> BRIEF: Reproduce precisely the lines of the listing below, starting with the line that contains "run is discarded." and stopping after the line that contains "pub fn start(message: &str)"; include nothing else.

> LISTED ENTRIES:

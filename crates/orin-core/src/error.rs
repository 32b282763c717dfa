use std::time::Duration;

use thiserror::Error;

/// Failures of a single backend call. Fatal to the call, never to the session.
#[derive(Error, Debug, Clone, PartialEq, Eq)]
pub enum BackendError {
    #[error("Backend produced no output")]
    EmptyOutput,

    #[error("Backend timed out after {}s", .0.as_secs_f32())]
    Timeout(Duration),

    #[error("Backend exited with {}: {stderr}", exit_code_label(.code))]
    NonZeroExit { code: Option<i32>, stderr: String },

    #[error("Failed to spawn backend process: {0}")]
    ProcessSpawnFailure(String),

    #[error("Backend I/O error: {0}")]
    Io(String),
}

fn exit_code_label(code: &Option<i32>) -> String {
    match code {
        Some(code) => format!("status {}", code),
        None => "no status (killed by signal)".to_string(),
    }
}

impl BackendError {
    pub fn non_zero_exit(code: Option<i32>, stderr: impl Into<String>) -> Self {
        Self::NonZeroExit {
            code,
            stderr: stderr.into(),
        }
    }

    pub fn spawn(message: impl Into<String>) -> Self {
        Self::ProcessSpawnFailure(message.into())
    }

    pub fn io(message: impl Into<String>) -> Self {
        Self::Io(message.into())
    }
}

impl From<std::io::Error> for BackendError {
    fn from(err: std::io::Error) -> Self {
        BackendError::Io(err.to_string())
    }
}

#[derive(Error, Debug)]
pub enum Error {
    #[error(transparent)]
    Backend(#[from] BackendError),

    /// The user interrupted the turn. Not a failure: the in-flight run is discarded.
    #[error("Cancelled by user")]
    Cancelled,

    #[error("Configuration error: {0}")]
    Config(String),
}

impl Error {
    pub fn config(message: impl Into<String>) -> Self {
        Self::Config(message.into())
    }

    pub fn is_cancelled(&self) -> bool {
        matches!(self, Error::Cancelled)
    }

    pub fn as_backend(&self) -> Option<&BackendError> {
        match self {
            Error::Backend(err) => Some(err),
            _ => None,
        }
    }
}

#[cfg(test)]
mod tests {
    use super::*;

    #[test]
    fn test_error_display() {
        let err = BackendError::non_zero_exit(Some(3), "model not found");
        assert!(err.to_string().contains("status 3"));
        assert!(err.to_string().contains("model not found"));

        let err = BackendError::non_zero_exit(None, "");
        assert!(err.to_string().contains("signal"));
    }

    #[test]
    fn test_timeout_display() {
        let err = BackendError::Timeout(Duration::from_millis(1500));
        assert_eq!(err.to_string(), "Backend timed out after 1.5s");
    }

    #[test]
    fn test_backend_error_converts() {
        let err: Error = BackendError::EmptyOutput.into();
        assert_eq!(err.as_backend(), Some(&BackendError::EmptyOutput));
        assert!(!err.is_cancelled());
        assert!(Error::Cancelled.is_cancelled());
    }
}
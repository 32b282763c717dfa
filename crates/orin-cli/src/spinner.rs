//! Progress indicator shown until the first output of a call arrives.

use std::io::Write;
use std::sync::atomic::{AtomicBool, Ordering};
use std::sync::Arc;
use std::thread::JoinHandle;
use std::time::Duration;

use crossterm::style::{Color, ResetColor, SetForegroundColor};
use crossterm::QueueableCommand;

const FRAMES: &[char] = &['⠋', '⠙', '⠹', '⠸', '⠼', '⠴', '⠦', '⠧', '⠇', '⠏'];
const TICK: Duration = Duration::from_millis(100);

/// A ticking thread that shares only its "running" flag with the caller.
pub struct Spinner {
    running: Arc<AtomicBool>,
    handle: Option<JoinHandle<()>>,
}

impl Spinner {
    pub fn start(message: &str) -> Self {
        let running = Arc::new(AtomicBool::new(true));
        let flag = Arc::clone(&running);
        let message = message.to_string();

        let handle = std::thread::spawn(move || {
            let mut frame = 0;
            let mut stdout = std::io::stdout();
            while flag.load(Ordering::Acquire) {
                let _ = stdout.queue(SetForegroundColor(Color::Cyan));
                let _ = write!(stdout, "\r{} {}...", FRAMES[frame % FRAMES.len()], message);
                let _ = stdout.queue(ResetColor);
                let _ = stdout.flush();
                frame += 1;
                std::thread::park_timeout(TICK);
            }
            let width = message.chars().count() + 8;
            let _ = write!(stdout, "\r{}\r", " ".repeat(width));
            let _ = stdout.flush();
        });

        Self {
            running,
            handle: Some(handle),
        }
    }

    /// Wake the ticking thread and wait until the line is cleared. Idempotent.
    pub fn stop(&mut self) {
        self.running.store(false, Ordering::Release);
        if let Some(handle) = self.handle.take() {
            handle.thread().unpark();
            let _ = handle.join();
        }
    }
}

impl Drop for Spinner {
    fn drop(&mut self) {
        self.stop();
    }
}
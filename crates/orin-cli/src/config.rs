use std::path::{Path, PathBuf};

use anyhow::{Context, Result};
use figment::providers::{Env, Format, Serialized, Toml};
use figment::Figment;
use serde::{Deserialize, Serialize};

use orin_backend::LlamaCppConfig;
use orin_core::{
    GenerationParams, Markers, ReasoningDisplay, VerificationConfig, DEFAULT_SYSTEM_PROMPT,
    DEFAULT_WINDOW_SIZE,
};

/// Prefix of environment variables that override the config file.
pub const ENV_PREFIX: &str = "ORIN_";

#[derive(Debug, Clone, Default, Serialize, Deserialize)]
pub struct Config {
    #[serde(default)]
    pub backend: LlamaCppConfig,

    #[serde(default)]
    pub generation: GenerationParams,

    #[serde(default)]
    pub session: SessionConfig,

    #[serde(default)]
    pub markers: Markers,

    #[serde(default)]
    pub verification: VerificationConfig,
}

#[derive(Debug, Clone, Serialize, Deserialize)]
pub struct SessionConfig {
    #[serde(default = "default_system_prompt")]
    pub system_prompt: String,

    /// Number of recent question/answer pairs sent with each prompt
    #[serde(default = "default_window_size")]
    pub window_size: usize,

    #[serde(default)]
    pub thinking: ReasoningDisplay,

    /// Critique and revise answers before showing them as final
    #[serde(default)]
    pub verify: bool,

    /// Per-call timeout in seconds
    #[serde(default, skip_serializing_if = "Option::is_none")]
    pub timeout_secs: Option<u64>,

    /// Write a JSON-lines transcript of each session
    #[serde(default = "default_true")]
    pub transcript: bool,

    /// Transcript directory (supports $VAR, ${VAR}, ~)
    #[serde(default, skip_serializing_if = "Option::is_none")]
    pub transcript_dir: Option<String>,
}

fn default_system_prompt() -> String {
    DEFAULT_SYSTEM_PROMPT.to_string()
}

fn default_window_size() -> usize {
    DEFAULT_WINDOW_SIZE
}

fn default_true() -> bool {
    true
}

impl Default for SessionConfig {
    fn default() -> Self {
        Self {
            system_prompt: default_system_prompt(),
            window_size: default_window_size(),
            thinking: ReasoningDisplay::default(),
            verify: false,
            timeout_secs: None,
            transcript: true,
            transcript_dir: None, // Will default to <data dir>/orin/sessions
        }
    }
}

/// Expand environment variables in a path string
/// Supports: $VAR, ${VAR}, ~
pub fn expand_path(path: &str) -> PathBuf {
    let mut result = path.to_string();

    // Expand ~ at the start
    if result.starts_with("~/") {
        if let Some(home) = dirs::home_dir() {
            result = format!("{}{}", home.display(), &result[1..]);
        }
    } else if result == "~" {
        if let Some(home) = dirs::home_dir() {
            return home;
        }
    }

    // Expand $VAR and ${VAR}
    let re = match regex::Regex::new(r"\$\{?([A-Za-z_][A-Za-z0-9_]*)\}?") {
        Ok(re) => re,
        Err(_) => return PathBuf::from(result),
    };
    let expanded = re.replace_all(&result, |caps: &regex::Captures| {
        let var_name = &caps[1];
        std::env::var(var_name).unwrap_or_else(|_| caps[0].to_string())
    });

    PathBuf::from(expanded.to_string())
}

fn expand_path_buf(path: &Path) -> PathBuf {
    expand_path(&path.to_string_lossy())
}

impl Config {
    /// Load defaults, then the config file, then `ORIN_*` environment variables.
    ///
    /// An explicitly given file must exist; the default location is optional.
    pub fn load(path: Option<&Path>) -> Result<Self> {
        let config_path = match path {
            Some(path) => {
                if !path.exists() {
                    anyhow::bail!("Configuration file not found: {}", path.display());
                }
                path.to_path_buf()
            }
            None => Self::config_path()?,
        };

        tracing::debug!(path = %config_path.display(), "Loading configuration");
        Self::from_figment(Self::figment(&config_path))
    }

    pub fn figment(path: &Path) -> Figment {
        Figment::from(Serialized::defaults(Config::default()))
            .merge(Toml::file(path))
            .merge(Env::prefixed(ENV_PREFIX).split("__"))
    }

    pub fn from_figment(figment: Figment) -> Result<Self> {
        let mut config: Config = figment.extract().context("Invalid configuration")?;
        config.expand_paths();
        config
            .markers
            .validate()
            .context("Invalid [markers] configuration")?;
        Ok(config)
    }

    fn expand_paths(&mut self) {
        self.backend.binary = expand_path_buf(&self.backend.binary);
        if !self.backend.model.as_os_str().is_empty() {
            self.backend.model = expand_path_buf(&self.backend.model);
        }
    }

    pub fn config_path() -> Result<PathBuf> {
        Ok(Self::config_dir()?.join("config.toml"))
    }

    pub fn config_dir() -> Result<PathBuf> {
        let config_dir = dirs::config_dir()
            .ok_or_else(|| anyhow::anyhow!("Could not determine config directory"))?;
        Ok(config_dir.join("orin"))
    }

    /// Line-editor history file.
    pub fn history_path() -> Option<PathBuf> {
        Self::config_dir().ok().map(|d| d.join("history"))
    }

    pub fn transcript_dir(&self) -> Option<PathBuf> {
        match &self.session.transcript_dir {
            Some(dir) => Some(expand_path(dir)),
            None => dirs::data_dir().map(|d| d.join("orin").join("sessions")),
        }
    }

    pub fn to_toml(&self) -> Result<String> {
        toml::to_string_pretty(self).context("Failed to serialize configuration")
    }
}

> RESULT OF THE EXERCISE:
    /// The user interrupted the turn. Not a failure: the in-flight run is discarded.
    #[error("Cancelled by user")]
    Cancelled,

    #[error("Configuration error: {0}")]
    Config(String),
}

impl Error {
    pub fn config(message: impl Into<String>) -> Self {
        Self::Config(message.into())
    }

    pub fn is_cancelled(&self) -> bool {
        matches!(self, Error::Cancelled)
    }

    pub fn as_backend(&self) -> Option<&BackendError> {
        match self {
            Error::Backend(err) => Some(err),
            _ => None,
        }
    }
}

#[cfg(test)]
mod tests {
    use super::*;

    #[test]
    fn test_error_display() {
        let err = BackendError::non_zero_exit(Some(3), "model not found");
        assert!(err.to_string().contains("status 3"));
        assert!(err.to_string().contains("model not found"));

        let err = BackendError::non_zero_exit(None, "");
        assert!(err.to_string().contains("signal"));
    }

    #[test]
    fn test_timeout_display() {
        let err = BackendError::Timeout(Duration::from_millis(1500));
        assert_eq!(err.to_string(), "Backend timed out after 1.5s");
    }

    #[test]
    fn test_backend_error_converts() {
        let err: Error = BackendError::EmptyOutput.into();
        assert_eq!(err.as_backend(), Some(&BackendError::EmptyOutput));
        assert!(!err.is_cancelled());
        assert!(Error::Cancelled.is_cancelled());
    }
}
repository 32b282763c717dfa
filename crates/orin-cli/src/spinner.rs
//! Progress indicator shown until the first output of a call arrives.

use std::io::Write;
use std::sync::atomic::{AtomicBool, Ordering};
use std::sync::Arc;
use std::thread::JoinHandle;
use std::time::Duration;

use crossterm::style::{Color, ResetColor, SetForegroundColor};
use crossterm::QueueableCommand;

const FRAMES: &[char] = &['⠋', '⠙', '⠹', '⠸', '⠼', '⠴', '⠦', '⠧', '⠇', '⠏'];
const TICK: Duration = Duration::from_millis(100);

/// A ticking thread that shares only its "running" flag with the caller.
pub struct Spinner {
    running: Arc<AtomicBool>,
    handle: Option<JoinHandle<()>>,
}

impl Spinner {
    pub fn start(message: &str) -> Self {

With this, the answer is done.